Кто же такой Алексей Кириллович Алчевский? Он родился в 1835 году в Сумах. Импозантный, холеный мужчина с умным взглядом, на работе он был деспотичен и спорить с собой не позволял. Алчевский был одновременно консервативным купцом и бизнесменом нового типа, чутко понимающим, во что вкладываться.

Сын мелких торговцев чаем, он тоже начал с небольшого чайного магазина в Харькове, и в 70-х годах XIX века его капитал составлял уже около 4 миллионов рублей. Но этого ему было мало, и он занялся развитием промышленности, построил металлургические предприятия в Донбассе. Фактически у него был холдинг полного цикла: ему принадлежали угольные и железорудные шахты и металлургические заводы, покупало продукцию заводов ДЮМО (Донецко-Юрьевское металлургическое общество) и «Русский Провиданс» (в Мариуполе) в основном государство, которому требовалось очень много рельсов. Страна покрывалась густой сетью железных дорог. К концу XIX века состояние Алчевского превышало 30 миллионов рублей и он был одним из самых крупных промышленников своего времени.

Какова же была структура владений Алчевского? До того как пойти в промышленность, он был в основном банкиром, основным акционером в нескольких банках: Харьковском торговом банке, Обществе взаимного кредита горнопромышленников Юга России, Обществе взаимного кредита приказчиков. Со временем Алчевский превратился в своего рода финансового гуру.

Самые большие доходы ему начал приносить Харьковский земельный банк, и это показывает чуткость Алчевского к веяниям времени. Помещики во второй половине XIX века начали активно продавать и закладывать землю. Имения приносили мало дохода, проще и безопаснее было владеть ценными бумагами. Некоторые дворяне, привыкшие к жизни на широкую ногу, не смогли приспособиться к новым временам и разорились, а заложить имение и земли – самый распространенный в то время способ получить деньги. Для дворян, впрочем, был организован специальный государственный Дворянский земельный банк с неплохими условиями, остальные закладывали собственность частным лицам под бешеные проценты – до 20 % годовых. То есть, к примеру, вы заложили имение, получили 10 тысяч рублей, а через год пожалуйте заплатить проценты – две тысячи рублей. Не можете? Имение уходит кредитору.

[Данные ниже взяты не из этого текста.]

pub mod cli;
pub mod error;

pub mod commands {
    pub mod import;
}

pub mod core {
    pub mod header;
    pub mod header_merge;
    pub mod interval;
    pub mod record;
    pub mod registry;
}

pub mod io {
    pub mod sample_reader;
    pub mod vcf_reader;
    #[cfg(test)]
    pub mod test_utils;
}

pub mod import;
pub mod store;

pub mod utils {
    pub mod util;
}

pub mod constants;

pub use constants::*;
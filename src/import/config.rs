use crate::{
    constants::{
        DEFAULT_FAIL_IF_UPDATING, DEFAULT_SEGMENT_SIZE, DEFAULT_SIZE_PER_COLUMN_PARTITION,
        DEFAULT_STRICT_HEADERS, DEFAULT_USE_SAMPLES_IN_ORDER,
    },
    core::{interval::Interval, registry::SampleOrder},
    error::VarstoreError,
    store::ArrayTarget,
    utils::util::Result,
};
use std::path::PathBuf;

/// Flush thresholds, in buffered bytes.
#[derive(Clone, Copy, Debug, PartialEq, Eq)]
pub struct BatchLimits {
    pub size_per_column_partition: u64,
    pub segment_size: u64,
}

impl BatchLimits {
    pub fn new(size_per_column_partition: u64, segment_size: u64) -> Result<Self> {
        if size_per_column_partition == 0 {
            return Err(VarstoreError::message(
                "size-per-column-partition must be >= 1",
            ));
        }
        if segment_size == 0 {
            return Err(VarstoreError::message("segment-size must be >= 1"));
        }
        Ok(Self {
            size_per_column_partition,
            segment_size,
        })
    }
}

impl Default for BatchLimits {
    fn default() -> Self {
        Self {
            size_per_column_partition: DEFAULT_SIZE_PER_COLUMN_PARTITION,
            segment_size: DEFAULT_SEGMENT_SIZE,
        }
    }
}

#[derive(Clone, Debug)]
pub struct ImportConfig {
    pub target: ArrayTarget,
    pub limits: BatchLimits,
    pub use_samples_in_order: bool,
    pub fail_if_updating: bool,
    pub strict_headers: bool,
}

impl ImportConfig {
    pub fn new(
        workspace: impl Into<PathBuf>,
        array: &str,
        interval: Interval,
        limits: BatchLimits,
    ) -> Result<Self> {
        if array.is_empty() {
            return Err(VarstoreError::message("array name must not be empty"));
        }
        if array == "." || array == ".." || array.contains(['/', '\\']) {
            return Err(VarstoreError::message(format!(
                "array name `{array}` must be a single path component"
            )));
        }
        Ok(Self {
            target: ArrayTarget::new(workspace, array, interval),
            limits,
            use_samples_in_order: DEFAULT_USE_SAMPLES_IN_ORDER,
            fail_if_updating: DEFAULT_FAIL_IF_UPDATING,
            strict_headers: DEFAULT_STRICT_HEADERS,
        })
    }

    pub fn with_samples_in_order(mut self, use_samples_in_order: bool) -> Self {
        self.use_samples_in_order = use_samples_in_order;
        self
    }

    pub fn with_fail_if_updating(mut self, fail_if_updating: bool) -> Self {
        self.fail_if_updating = fail_if_updating;
        self
    }

    pub fn with_strict_headers(mut self, strict_headers: bool) -> Self {
        self.strict_headers = strict_headers;
        self
    }

    pub fn sample_order(&self) -> SampleOrder {
        SampleOrder::from_use_samples_in_order(self.use_samples_in_order)
    }
}

#[cfg(test)]
mod tests {
    use super::*;

    #[test]
    fn batch_limits_reject_zero() {
        let err = BatchLimits::new(0, 10).expect_err("zero column limit should be rejected");
        assert!(err.to_string().contains("size-per-column-partition"));
        let err = BatchLimits::new(10, 0).expect_err("zero segment size should be rejected");
        assert!(err.to_string().contains("segment-size"));
    }

    #[test]
    fn defaults_match_documented_values() {
        let limits = BatchLimits::default();
        assert_eq!(limits.size_per_column_partition, 1000);
        assert_eq!(limits.segment_size, 1_048_576);

        let config = ImportConfig::new(
            "/ws",
            "arr",
            Interval::new("chr1", 1, 10).unwrap(),
            limits,
        )
        .unwrap();
        assert!(!config.fail_if_updating);
        assert!(!config.strict_headers);
        assert_eq!(config.sample_order(), SampleOrder::Canonical);
        assert_eq!(
            config.with_samples_in_order(true).sample_order(),
            SampleOrder::InputOrder
        );
    }

    #[test]
    fn array_name_must_be_a_path_component() {
        let interval = Interval::new("chr1", 1, 10).unwrap();
        for name in ["", "..", "a/b"] {
            assert!(
                ImportConfig::new("/ws", name, interval.clone(), BatchLimits::default()).is_err()
            );
        }
    }
}
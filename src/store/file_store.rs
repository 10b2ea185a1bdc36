use super::{ArrayHandle, ArrayStore, ArrayTarget, Batch};
use crate::{
    constants::{
        FRAGMENT_PREFIX, FRAGMENT_SUFFIX, LOCK_FILE_NAME, MANIFEST_FILE_NAME, MANIFEST_VERSION,
    },
    core::{header_merge::MergedHeader, interval::Interval, record::VariantRecord},
    error::VarstoreError,
    utils::util::Result,
};
use flate2::{read::MultiGzDecoder, write::GzEncoder, Compression};
use serde::{Deserialize, Serialize};
use std::{
    fs::{self, File, OpenOptions},
    io::{BufRead, BufReader, BufWriter, ErrorKind, Write},
    path::{Path, PathBuf},
};
use tempfile::NamedTempFile;

#[derive(Debug, Clone, PartialEq, Serialize, Deserialize)]
pub struct FragmentMeta {
    pub file: String,
    pub interval: Interval,
    pub samples: Vec<String>,
    pub records: u64,
    pub created: String,
}

/// The array's table of contents. A fragment is committed once it is listed here.
#[derive(Debug, Clone, PartialEq, Serialize, Deserialize)]
pub struct ArrayManifest {
    pub version: u32,
    pub array: String,
    pub header: Vec<String>,
    pub columns: Vec<String>,
    pub fragments: Vec<FragmentMeta>,
}

impl ArrayManifest {
    fn new(array: &str) -> Self {
        Self {
            version: MANIFEST_VERSION,
            array: array.to_string(),
            header: Vec::new(),
            columns: Vec::new(),
            fragments: Vec::new(),
        }
    }

    pub fn column_of(&self, sample: &str) -> Option<usize> {
        self.columns.iter().position(|column| column == sample)
    }
}

/// One line of a fragment file.
#[derive(Debug, Clone, PartialEq, Serialize, Deserialize)]
pub struct StoredEntry {
    pub column: usize,
    pub sample: String,
    pub record: VariantRecord,
}

pub fn array_dir(workspace: &Path, array: &str) -> PathBuf {
    workspace.join(array)
}

pub fn load_manifest(dir: &Path) -> Result<Option<ArrayManifest>> {
    let path = dir.join(MANIFEST_FILE_NAME);
    let file = match File::open(&path) {
        Ok(file) => file,
        Err(e) if e.kind() == ErrorKind::NotFound => return Ok(None),
        Err(e) => return Err(e.into()),
    };
    let manifest: ArrayManifest = serde_json::from_reader(BufReader::new(file))?;
    if manifest.version != MANIFEST_VERSION {
        return Err(crate::varstore_error!(
            "Unsupported array manifest version {} in {}",
            manifest.version,
            path.display()
        ));
    }
    Ok(Some(manifest))
}

pub fn read_fragment(path: &Path) -> Result<Vec<StoredEntry>> {
    let reader = BufReader::new(MultiGzDecoder::new(File::open(path)?));
    let mut entries = Vec::new();
    for line in reader.lines() {
        let line = line?;
        if line.is_empty() {
            continue;
        }
        entries.push(serde_json::from_str(&line)?);
    }
    Ok(entries)
}

/// All committed entries of an array, in commit order.
pub fn read_array(dir: &Path) -> Result<Vec<StoredEntry>> {
    let Some(manifest) = load_manifest(dir)? else {
        return Ok(Vec::new());
    };
    let mut entries = Vec::new();
    for fragment in &manifest.fragments {
        entries.extend(read_fragment(&dir.join(&fragment.file))?);
    }
    Ok(entries)
}

/// Stores each array as a directory of gzip JSON-lines fragments plus a manifest.
#[derive(Debug, Clone, Copy, Default)]
pub struct FileStore;

impl FileStore {
    pub fn new() -> Self {
        Self
    }
}

impl ArrayStore for FileStore {
    type Handle = FileArray;

    fn create_or_open(
        &self,
        target: &ArrayTarget,
        header: &MergedHeader,
        samples: &[String],
    ) -> Result<FileArray> {
        FileArray::open(target, header, samples)
    }
}

/// Exclusive lock on an array directory, removed on drop.
struct ArrayLock {
    path: PathBuf,
}

impl ArrayLock {
    fn acquire(dir: &Path, array: &str) -> Result<Self> {
        let path = dir.join(LOCK_FILE_NAME);
        let mut file = match OpenOptions::new().write(true).create_new(true).open(&path) {
            Ok(file) => file,
            Err(e) if e.kind() == ErrorKind::AlreadyExists => {
                return Err(VarstoreError::store_write(
                    array,
                    format!(
                        "array is locked by another import (remove {} if stale)",
                        path.display()
                    ),
                ));
            }
            Err(e) => return Err(VarstoreError::store_write(array, e)),
        };
        writeln!(file, "{}", std::process::id())
            .map_err(|e| VarstoreError::store_write(array, e))?;
        Ok(Self { path })
    }
}

impl Drop for ArrayLock {
    fn drop(&mut self) {
        if let Err(e) = fs::remove_file(&self.path) {
            log::warn!("Failed to remove lock {}: {e}", self.path.display());
        }
    }
}

pub struct FileArray {
    dir: PathBuf,
    array: String,
    manifest: ArrayManifest,
    header_lines: Vec<String>,
    samples: Vec<String>,
    _lock: ArrayLock,
}

impl FileArray {
    pub fn open(target: &ArrayTarget, header: &MergedHeader, samples: &[String]) -> Result<Self> {
        let dir = array_dir(&target.workspace, &target.array);
        fs::create_dir_all(&dir).map_err(|e| {
            VarstoreError::store_write(
                &target.array,
                format!("cannot create {}: {e}", dir.display()),
            )
        })?;
        let lock = ArrayLock::acquire(&dir, &target.array)?;
        let manifest = match load_manifest(&dir)? {
            Some(manifest) => {
                log::debug!(
                    "Opened array {} with {} columns and {} fragments",
                    target.array,
                    manifest.columns.len(),
                    manifest.fragments.len()
                );
                manifest
            }
            None => {
                log::debug!("Creating array {} in {}", target.array, dir.display());
                ArrayManifest::new(&target.array)
            }
        };

        Ok(Self {
            dir,
            array: target.array.clone(),
            manifest,
            header_lines: header.to_vcf_lines(),
            samples: samples.to_vec(),
            _lock: lock,
        })
    }

    pub fn dir(&self) -> &Path {
        &self.dir
    }

    pub fn manifest(&self) -> &ArrayManifest {
        &self.manifest
    }

    fn write_fragment(&self, file_name: &str, batch: &Batch, manifest: &ArrayManifest) -> Result<()> {
        let temp = NamedTempFile::new_in(&self.dir)?;
        {
            let mut encoder = GzEncoder::new(BufWriter::new(temp.as_file()), Compression::default());
            for entry in &batch.entries {
                let column = manifest.column_of(&entry.sample).ok_or_else(|| {
                    crate::varstore_error!("Sample {} has no column in array", entry.sample)
                })?;
                let stored = StoredEntry {
                    column,
                    sample: entry.sample.clone(),
                    record: entry.record.clone(),
                };
                serde_json::to_writer(&mut encoder, &stored)?;
                encoder.write_all(b"\n")?;
            }
            encoder.finish()?.flush()?;
        }
        temp.as_file().sync_all()?;
        temp.persist(self.dir.join(file_name))
            .map_err(|e| VarstoreError::Io(e.error))?;
        Ok(())
    }

    fn write_manifest(&self, manifest: &ArrayManifest) -> Result<()> {
        let temp = NamedTempFile::new_in(&self.dir)?;
        {
            let mut writer = BufWriter::new(temp.as_file());
            serde_json::to_writer_pretty(&mut writer, manifest)?;
            writer.flush()?;
        }
        temp.as_file().sync_all()?;
        temp.persist(self.dir.join(MANIFEST_FILE_NAME))
            .map_err(|e| VarstoreError::Io(e.error))?;
        Ok(())
    }

    fn commit(&mut self, batch: &Batch) -> Result<()> {
        let mut next = self.manifest.clone();
        next.header = self.header_lines.clone();
        for sample in &self.samples {
            if next.column_of(sample).is_none() {
                next.columns.push(sample.clone());
            }
        }

        let file_name = format!(
            "{FRAGMENT_PREFIX}{:06}{FRAGMENT_SUFFIX}",
            next.fragments.len()
        );
        self.write_fragment(&file_name, batch, &next)?;
        next.fragments.push(FragmentMeta {
            file: file_name,
            interval: batch.interval.clone(),
            samples: batch.samples(),
            records: batch.entries.len() as u64,
            created: chrono::Utc::now().to_rfc3339(),
        });
        self.write_manifest(&next)?;
        self.manifest = next;
        Ok(())
    }
}

impl ArrayHandle for FileArray {
    fn exists(&self, sample: &str, interval: &Interval) -> Result<bool> {
        Ok(self.manifest.fragments.iter().any(|fragment| {
            fragment.interval.overlaps_interval(interval)
                && fragment.samples.iter().any(|s| s == sample)
        }))
    }

    fn write_batch(&mut self, batch: &Batch) -> Result<()> {
        let array = self.array.clone();
        self.commit(batch)
            .map_err(|e| VarstoreError::store_write(array, e))
    }
}
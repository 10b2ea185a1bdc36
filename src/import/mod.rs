pub mod buffer;
pub mod config;
pub mod progress;


use crate::{
    core::{
        header_merge::MergedHeader, interval::Interval, record::VariantRecord,
        registry::SampleRegistry,
    },
    error::VarstoreError,
    io::sample_reader::SampleReader,
    store::{ArrayHandle, ArrayStore, ArrayTarget},
    utils::util::Result,
};
use buffer::BatchBuffer;
use config::{BatchLimits, ImportConfig};
use progress::ImportProgress;

#[derive(Debug, Clone, Copy, PartialEq, Eq)]
pub enum ImportState {
    Idle,
    Validating,
    Writing,
    Done,
    Failed,
}

#[derive(Debug, Clone, PartialEq, Eq)]
pub struct BatchReport {
    pub sequence: u64,
    pub records: usize,
    pub samples: usize,
    pub bytes: u64,
}

#[derive(Debug, Clone, PartialEq, Eq)]
pub struct ImportSummary {
    pub interval: Interval,
    pub batches: u64,
    pub records: u64,
    pub bytes: u64,
    /// Records imported per sample, in column order.
    pub per_sample: Vec<(String, u64)>,
}

#[derive(Debug, Clone, PartialEq, Eq)]
pub enum ImportStatus {
    Flushed(BatchReport),
    Done(ImportSummary),
}

/// Fully resolves the job interval against the merged header's contigs.
///
/// Headers that declare no contigs accept any interval. A whole-contig interval
/// is narrowed to the declared length when one is known.
pub fn resolve_interval(header: &MergedHeader, interval: &Interval) -> Result<Interval> {
    if header.contigs().is_empty() {
        return Ok(interval.clone());
    }
    let Some(contig) = header.contig(interval.contig()) else {
        return Err(VarstoreError::invalid_interval(
            interval,
            format!(
                "contig {} is not declared in the merged header",
                interval.contig()
            ),
        ));
    };
    match contig.length {
        Some(length) if interval.is_whole_contig() => Interval::new(interval.contig(), 1, length),
        Some(length) if interval.end() > length => Err(VarstoreError::invalid_interval(
            interval,
            format!("end exceeds contig length {length}"),
        )),
        _ => Ok(interval.clone()),
    }
}

/// Moves every registered sample's records inside one interval into one array.
///
/// Each call to [`ImportJob::import_batch`] flushes at most one batch, so a job
/// can be driven incrementally or run to completion with [`ImportJob::run`].
pub struct ImportJob<R, S: ArrayStore> {
    registry: SampleRegistry<R>,
    header: MergedHeader,
    target: ArrayTarget,
    fail_if_updating: bool,
    store: S,
    handle: Option<S::Handle>,
    buffer: BatchBuffer,
    progress: ImportProgress,
    state: ImportState,
}

impl<R: SampleReader, S: ArrayStore> ImportJob<R, S> {
    pub fn new(
        registry: SampleRegistry<R>,
        header: MergedHeader,
        config: &ImportConfig,
        store: S,
    ) -> Self {
        Self::with_target(
            registry,
            header,
            config.target.clone(),
            config.limits,
            config.fail_if_updating,
            store,
        )
    }

    pub fn with_target(
        registry: SampleRegistry<R>,
        header: MergedHeader,
        target: ArrayTarget,
        limits: BatchLimits,
        fail_if_updating: bool,
        store: S,
    ) -> Self {
        let columns = registry.len();
        Self {
            registry,
            header,
            target,
            fail_if_updating,
            store,
            handle: None,
            buffer: BatchBuffer::new(columns, limits),
            progress: ImportProgress::new(columns),
            state: ImportState::Idle,
        }
    }

    pub fn state(&self) -> ImportState {
        self.state
    }

    pub fn progress(&self) -> &ImportProgress {
        &self.progress
    }

    pub fn registry(&self) -> &SampleRegistry<R> {
        &self.registry
    }

    pub fn target(&self) -> &ArrayTarget {
        &self.target
    }

    pub fn header(&self) -> &MergedHeader {
        &self.header
    }

    /// Advances the job until one batch is flushed or every source is exhausted.
    pub fn import_batch(&mut self) -> Result<ImportStatus> {
        match self.state {
            ImportState::Failed => return Err(VarstoreError::JobFailed),
            ImportState::Done => return Ok(ImportStatus::Done(self.summary())),
            ImportState::Idle => {
                self.state = ImportState::Validating;
                if let Err(e) = self.prepare() {
                    self.fail();
                    return Err(e);
                }
                self.state = ImportState::Writing;
            }
            ImportState::Validating | ImportState::Writing => {}
        }

        match self.write_next() {
            Ok(ImportStatus::Done(summary)) => {
                self.finish();
                Ok(ImportStatus::Done(summary))
            }
            Ok(status) => Ok(status),
            Err(e) => {
                self.fail();
                Err(e)
            }
        }
    }

    pub fn batches(&mut self) -> Batches<'_, R, S> {
        Batches {
            job: self,
            finished: false,
        }
    }

    pub fn run(&mut self) -> Result<ImportSummary> {
        loop {
            if let ImportStatus::Done(summary) = self.import_batch()? {
                return Ok(summary);
            }
        }
    }

    pub fn summary(&self) -> ImportSummary {
        ImportSummary {
            interval: self.target.interval.clone(),
            batches: self.progress.batches_flushed(),
            records: self.progress.records_written(),
            bytes: self.progress.bytes_written(),
            per_sample: self
                .registry
                .samples()
                .enumerate()
                .map(|(column, sample)| (sample.to_string(), self.progress.consumed(column)))
                .collect(),
        }
    }

    fn prepare(&mut self) -> Result<()> {
        self.target.interval = resolve_interval(&self.header, &self.target.interval)?;

        let samples = self
            .registry
            .samples()
            .map(str::to_owned)
            .collect::<Vec<_>>();
        let handle = self
            .store
            .create_or_open(&self.target, &self.header, &samples)?;

        if self.fail_if_updating {
            for sample in &samples {
                if handle.exists(sample, &self.target.interval)? {
                    return Err(VarstoreError::OverwriteConflict {
                        sample: sample.clone(),
                        interval: self.target.interval.to_string(),
                    });
                }
            }
        }

        log::debug!(
            "Importing {} samples into {}",
            samples.len(),
            self.target
        );
        self.handle = Some(handle);
        Ok(())
    }

    fn write_next(&mut self) -> Result<ImportStatus> {
        loop {
            if self.progress.all_exhausted() {
                if self.buffer.is_empty() {
                    return Ok(ImportStatus::Done(self.summary()));
                }
                return self.flush().map(ImportStatus::Flushed);
            }

            let column = self.progress.advance();
            if self.progress.is_exhausted(column) {
                continue;
            }

            match self.pull(column)? {
                Some(record) => {
                    self.progress.record_consumed(column);
                    let sample = self
                        .registry
                        .entries()
                        .get(column)
                        .map(|entry| entry.sample.as_str())
                        .unwrap_or_default();
                    if self.buffer.push(column, sample, record) {
                        return self.flush().map(ImportStatus::Flushed);
                    }
                }
                None => {
                    self.progress.mark_exhausted(column);
                    self.registry.release(column);
                }
            }
        }
    }

    /// Next record of `column` overlapping the interval, or `None` once the
    /// source has nothing more to contribute.
    fn pull(&mut self, column: usize) -> Result<Option<VariantRecord>> {
        let interval = &self.target.interval;
        let Some(entry) = self.registry.entry_mut(column) else {
            return Ok(None);
        };
        let sample = entry.sample.clone();
        let Some(reader) = entry.reader_mut() else {
            return Ok(None);
        };

        loop {
            match reader.next_record() {
                Ok(Some(record)) if record.overlaps(interval) => return Ok(Some(record)),
                Ok(Some(record)) if record.is_past(interval) => return Ok(None),
                Ok(Some(_)) => continue,
                Ok(None) => return Ok(None),
                Err(e) => {
                    return Err(VarstoreError::PartialSourceExhaustion {
                        sample,
                        records_read: self.progress.consumed(column),
                        message: e.to_string(),
                    });
                }
            }
        }
    }

    fn flush(&mut self) -> Result<BatchReport> {
        let batch = self
            .buffer
            .take(self.progress.batches_flushed(), &self.target.interval);
        let array = &self.target.array;
        let handle = self
            .handle
            .as_mut()
            .ok_or_else(|| VarstoreError::store_write(array, "array is not open"))?;
        handle.write_batch(&batch).map_err(|e| match e {
            VarstoreError::StoreWriteError { .. } => e,
            other => VarstoreError::store_write(array, other),
        })?;

        self.progress.record_flush(&batch);
        let report = BatchReport {
            sequence: batch.sequence,
            records: batch.entries.len(),
            samples: batch.samples().len(),
            bytes: batch.bytes,
        };
        log::trace!(
            "Flushed batch {} to {}: {} records from {} samples",
            report.sequence,
            array,
            report.records,
            report.samples
        );
        Ok(report)
    }

    fn finish(&mut self) {
        self.state = ImportState::Done;
        self.registry.release_all();
        self.handle = None;
    }

    fn fail(&mut self) {
        self.state = ImportState::Failed;
        self.registry.release_all();
        self.handle = None;
    }
}

/// Iterator over the batches of a job; ends after completion or the first error.
pub struct Batches<'a, R, S: ArrayStore> {
    job: &'a mut ImportJob<R, S>,
    finished: bool,
}

impl<R: SampleReader, S: ArrayStore> Iterator for Batches<'_, R, S> {
    type Item = Result<BatchReport>;

    fn next(&mut self) -> Option<Self::Item> {
        if self.finished {
            return None;
        }
        match self.job.import_batch() {
            Ok(ImportStatus::Flushed(report)) => Some(Ok(report)),
            Ok(ImportStatus::Done(_)) => {
                self.finished = true;
                None
            }
            Err(e) => {
                self.finished = true;
                Some(Err(e))
            }
        }
    }
}
pub mod file_store;
pub mod memory;

use crate::{
    core::{header_merge::MergedHeader, interval::Interval, record::VariantRecord},
    utils::util::Result,
};
use serde::{Deserialize, Serialize};
use std::{fmt, path::PathBuf};

/// Where an import job writes: one array inside a workspace, scoped to an interval.
#[derive(Debug, Clone, PartialEq, Eq)]
pub struct ArrayTarget {
    pub workspace: PathBuf,
    pub array: String,
    pub interval: Interval,
}

impl ArrayTarget {
    pub fn new(workspace: impl Into<PathBuf>, array: impl Into<String>, interval: Interval) -> Self {
        Self {
            workspace: workspace.into(),
            array: array.into(),
            interval,
        }
    }
}

impl fmt::Display for ArrayTarget {
    fn fmt(&self, f: &mut fmt::Formatter<'_>) -> fmt::Result {
        write!(
            f,
            "{}/{} [{}]",
            self.workspace.display(),
            self.array,
            self.interval
        )
    }
}

#[derive(Debug, Clone, PartialEq, Serialize, Deserialize)]
pub struct BatchEntry {
    /// Column assigned by the sample registry.
    pub column: usize,
    pub sample: String,
    pub record: VariantRecord,
}

/// One commit unit. A store persists a batch entirely or not at all.
#[derive(Debug, Clone, PartialEq)]
pub struct Batch {
    pub sequence: u64,
    pub interval: Interval,
    pub entries: Vec<BatchEntry>,
    pub bytes: u64,
}

impl Batch {
    pub fn samples(&self) -> Vec<String> {
        let mut samples = Vec::new();
        for entry in &self.entries {
            if !samples.contains(&entry.sample) {
                samples.push(entry.sample.clone());
            }
        }
        samples
    }
}

pub trait ArrayStore {
    type Handle: ArrayHandle;

    /// Opens `target`, creating it if needed.
    ///
    /// Opening must not alter committed content; `header` and `samples` are
    /// persisted together with the first batch written through the handle.
    /// The handle holds exclusive access to the array until dropped.
    fn create_or_open(
        &self,
        target: &ArrayTarget,
        header: &MergedHeader,
        samples: &[String],
    ) -> Result<Self::Handle>;
}

pub trait ArrayHandle {
    /// Whether committed data for `sample` overlaps `interval`.
    fn exists(&self, sample: &str, interval: &Interval) -> Result<bool>;

    fn write_batch(&mut self, batch: &Batch) -> Result<()>;
}
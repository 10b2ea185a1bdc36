use crate::{
    core::{header::SampleHeader, record::VariantRecord},
    utils::util::Result,
};
use std::collections::VecDeque;

/// A forward-only stream of one sample's records.
///
/// Records come out in the order the source stores them; readers never
/// re-sort. Any handle on the underlying source is released when the reader
/// is dropped.
pub trait SampleReader {
    fn header(&self) -> &SampleHeader;

    /// Returns `Ok(None)` once the source is exhausted.
    fn next_record(&mut self) -> Result<Option<VariantRecord>>;

    /// Human-readable origin used in log and error messages.
    fn source_name(&self) -> String {
        self.header()
            .single_sample()
            .map_or_else(|| "<unnamed>".to_string(), str::to_owned)
    }
}

impl<R: SampleReader + ?Sized> SampleReader for Box<R> {
    fn header(&self) -> &SampleHeader {
        (**self).header()
    }

    fn next_record(&mut self) -> Result<Option<VariantRecord>> {
        (**self).next_record()
    }

    fn source_name(&self) -> String {
        (**self).source_name()
    }
}

/// Serves records from memory.
#[derive(Debug, Clone)]
pub struct MemoryReader {
    header: SampleHeader,
    records: VecDeque<VariantRecord>,
}

impl MemoryReader {
    pub fn new(header: SampleHeader, records: Vec<VariantRecord>) -> Self {
        Self {
            header,
            records: records.into(),
        }
    }

    pub fn remaining(&self) -> usize {
        self.records.len()
    }
}

impl SampleReader for MemoryReader {
    fn header(&self) -> &SampleHeader {
        &self.header
    }

    fn next_record(&mut self) -> Result<Option<VariantRecord>> {
        Ok(self.records.pop_front())
    }
}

Почуяв запах хороших доходов, Алчевский организовал первый в империи частный банк ипотечного кредита – Харьковский земельный банк. Он ссужал деньги под залог земли и недвижимости. Ставка по кредитам 7,5 % годовых сразу же многих привлекла. Если клиент был платежеспособен – банк зарабатывал свои проценты. Если нет (а такое случалось очень часто), заложенная земля или недвижимость оказывалась в руках банка. Причем залоговая цена земли была довольно низкой, стоимость же ее непрерывно росла. В общем, это была золотая жила. В самом скором времени Алчевский заработал первые миллионы и в руках банка оказались обширные территории, в том числе чуть ли не треть нынешней Луганской области.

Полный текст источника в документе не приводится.